_Try it:_ Copy the data from the line that contains "async fn logout(&self)" to its last line, exactly, including both of those lines and leaving out everything before.

━━ Data to use

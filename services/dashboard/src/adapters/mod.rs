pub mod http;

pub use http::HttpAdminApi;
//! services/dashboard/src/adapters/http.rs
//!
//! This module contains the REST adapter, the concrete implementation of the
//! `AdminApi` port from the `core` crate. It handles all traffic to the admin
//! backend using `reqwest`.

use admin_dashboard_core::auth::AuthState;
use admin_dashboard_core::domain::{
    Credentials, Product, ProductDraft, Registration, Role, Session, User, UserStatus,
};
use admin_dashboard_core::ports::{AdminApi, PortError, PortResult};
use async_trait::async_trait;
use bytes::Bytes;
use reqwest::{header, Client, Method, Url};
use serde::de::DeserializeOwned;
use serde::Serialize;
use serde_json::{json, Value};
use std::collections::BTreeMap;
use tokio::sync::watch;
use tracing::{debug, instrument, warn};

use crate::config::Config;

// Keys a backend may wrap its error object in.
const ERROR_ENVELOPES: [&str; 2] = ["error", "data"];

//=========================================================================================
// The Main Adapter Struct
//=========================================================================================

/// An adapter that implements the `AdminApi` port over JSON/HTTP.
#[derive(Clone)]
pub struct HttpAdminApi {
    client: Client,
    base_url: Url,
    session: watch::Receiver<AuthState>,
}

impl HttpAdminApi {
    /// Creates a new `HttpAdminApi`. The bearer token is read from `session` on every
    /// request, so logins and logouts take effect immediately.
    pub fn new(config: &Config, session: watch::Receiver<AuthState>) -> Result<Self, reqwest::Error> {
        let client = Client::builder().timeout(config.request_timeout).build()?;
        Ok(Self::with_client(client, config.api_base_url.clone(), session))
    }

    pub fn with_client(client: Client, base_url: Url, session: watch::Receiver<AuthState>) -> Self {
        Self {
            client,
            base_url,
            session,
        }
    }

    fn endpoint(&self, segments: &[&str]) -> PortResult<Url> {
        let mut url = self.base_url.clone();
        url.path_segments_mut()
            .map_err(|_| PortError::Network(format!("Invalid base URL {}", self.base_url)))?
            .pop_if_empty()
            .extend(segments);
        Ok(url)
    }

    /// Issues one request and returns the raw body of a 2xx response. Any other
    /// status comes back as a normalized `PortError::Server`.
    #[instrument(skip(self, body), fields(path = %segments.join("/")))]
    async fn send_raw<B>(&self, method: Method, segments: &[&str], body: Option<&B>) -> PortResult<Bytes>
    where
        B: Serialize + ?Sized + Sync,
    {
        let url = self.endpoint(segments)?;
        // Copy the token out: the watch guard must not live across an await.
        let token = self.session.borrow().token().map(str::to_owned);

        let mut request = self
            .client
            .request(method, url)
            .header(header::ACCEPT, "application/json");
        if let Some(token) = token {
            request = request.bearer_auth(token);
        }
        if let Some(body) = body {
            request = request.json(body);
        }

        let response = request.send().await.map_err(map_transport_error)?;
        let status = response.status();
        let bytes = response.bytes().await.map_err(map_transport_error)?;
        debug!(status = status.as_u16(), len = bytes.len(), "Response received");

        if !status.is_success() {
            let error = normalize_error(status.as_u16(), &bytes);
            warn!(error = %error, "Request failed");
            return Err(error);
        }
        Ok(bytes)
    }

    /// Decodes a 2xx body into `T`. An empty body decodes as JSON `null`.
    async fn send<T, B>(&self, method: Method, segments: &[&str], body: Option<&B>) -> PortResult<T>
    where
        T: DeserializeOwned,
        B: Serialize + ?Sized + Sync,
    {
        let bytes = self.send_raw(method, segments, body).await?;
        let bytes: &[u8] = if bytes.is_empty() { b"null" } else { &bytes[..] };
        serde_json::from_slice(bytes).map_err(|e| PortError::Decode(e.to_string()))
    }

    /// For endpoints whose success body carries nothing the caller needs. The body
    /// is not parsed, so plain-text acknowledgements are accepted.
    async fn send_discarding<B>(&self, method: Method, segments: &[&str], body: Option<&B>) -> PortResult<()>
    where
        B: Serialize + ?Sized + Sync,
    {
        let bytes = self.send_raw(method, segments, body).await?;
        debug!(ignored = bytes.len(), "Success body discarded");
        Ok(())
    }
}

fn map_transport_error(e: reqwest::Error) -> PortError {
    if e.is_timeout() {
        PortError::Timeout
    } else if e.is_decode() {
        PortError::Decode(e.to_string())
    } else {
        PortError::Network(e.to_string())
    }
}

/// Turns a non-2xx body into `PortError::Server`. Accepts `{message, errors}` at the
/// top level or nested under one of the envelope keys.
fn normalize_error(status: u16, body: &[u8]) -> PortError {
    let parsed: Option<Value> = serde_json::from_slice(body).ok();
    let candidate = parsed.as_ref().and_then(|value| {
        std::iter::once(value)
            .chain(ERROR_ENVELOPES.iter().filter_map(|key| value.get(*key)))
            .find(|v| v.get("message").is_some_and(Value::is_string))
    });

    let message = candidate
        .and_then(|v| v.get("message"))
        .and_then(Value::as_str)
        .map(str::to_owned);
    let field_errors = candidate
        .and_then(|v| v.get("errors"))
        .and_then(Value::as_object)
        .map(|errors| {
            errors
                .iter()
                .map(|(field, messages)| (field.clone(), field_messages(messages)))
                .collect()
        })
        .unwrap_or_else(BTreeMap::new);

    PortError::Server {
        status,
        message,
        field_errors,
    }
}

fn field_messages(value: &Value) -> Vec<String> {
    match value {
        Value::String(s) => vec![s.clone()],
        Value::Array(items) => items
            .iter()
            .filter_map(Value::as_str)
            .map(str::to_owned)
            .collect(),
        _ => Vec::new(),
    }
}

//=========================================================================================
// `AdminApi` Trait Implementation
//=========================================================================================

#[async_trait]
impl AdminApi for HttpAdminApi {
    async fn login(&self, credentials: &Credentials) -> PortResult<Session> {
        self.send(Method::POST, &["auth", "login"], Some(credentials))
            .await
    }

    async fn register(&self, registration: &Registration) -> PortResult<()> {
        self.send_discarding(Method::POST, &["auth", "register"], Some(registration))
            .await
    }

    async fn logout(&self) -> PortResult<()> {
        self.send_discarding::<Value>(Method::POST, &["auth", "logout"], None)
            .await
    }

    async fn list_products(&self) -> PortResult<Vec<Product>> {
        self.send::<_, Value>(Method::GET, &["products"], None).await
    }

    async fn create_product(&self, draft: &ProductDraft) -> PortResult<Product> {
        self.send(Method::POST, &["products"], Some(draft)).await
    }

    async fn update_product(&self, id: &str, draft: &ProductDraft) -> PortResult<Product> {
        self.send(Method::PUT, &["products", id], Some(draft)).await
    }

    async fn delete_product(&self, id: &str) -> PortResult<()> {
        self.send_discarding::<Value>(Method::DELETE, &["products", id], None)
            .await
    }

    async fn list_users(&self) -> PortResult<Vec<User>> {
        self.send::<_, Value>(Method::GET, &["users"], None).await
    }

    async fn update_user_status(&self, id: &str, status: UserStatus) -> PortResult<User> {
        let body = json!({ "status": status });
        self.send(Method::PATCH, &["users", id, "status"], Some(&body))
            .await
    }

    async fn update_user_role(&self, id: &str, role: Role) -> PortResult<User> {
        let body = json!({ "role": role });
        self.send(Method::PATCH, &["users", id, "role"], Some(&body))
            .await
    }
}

━━━━

_Response to the exercise:_
    async fn logout(&self) -> PortResult<()> {
        self.send_discarding::<Value>(Method::POST, &["auth", "logout"], None)
            .await
    }

    async fn list_products(&self) -> PortResult<Vec<Product>> {
        self.send::<_, Value>(Method::GET, &["products"], None).await
    }

    async fn create_product(&self, draft: &ProductDraft) -> PortResult<Product> {
        self.send(Method::POST, &["products"], Some(draft)).await
    }

    async fn update_product(&self, id: &str, draft: &ProductDraft) -> PortResult<Product> {
        self.send(Method::PUT, &["products", id], Some(draft)).await
    }

    async fn delete_product(&self, id: &str) -> PortResult<()> {
        self.send_discarding::<Value>(Method::DELETE, &["products", id], None)
            .await
    }

    async fn list_users(&self) -> PortResult<Vec<User>> {
        self.send::<_, Value>(Method::GET, &["users"], None).await
    }

    async fn update_user_status(&self, id: &str, status: UserStatus) -> PortResult<User> {
        let body = json!({ "status": status });
        self.send(Method::PATCH, &["users", id, "status"], Some(&body))
            .await
    }

    async fn update_user_role(&self, id: &str, role: Role) -> PortResult<User> {
        let body = json!({ "role": role });
        self.send(Method::PATCH, &["users", id, "role"], Some(&body))
            .await
    }
}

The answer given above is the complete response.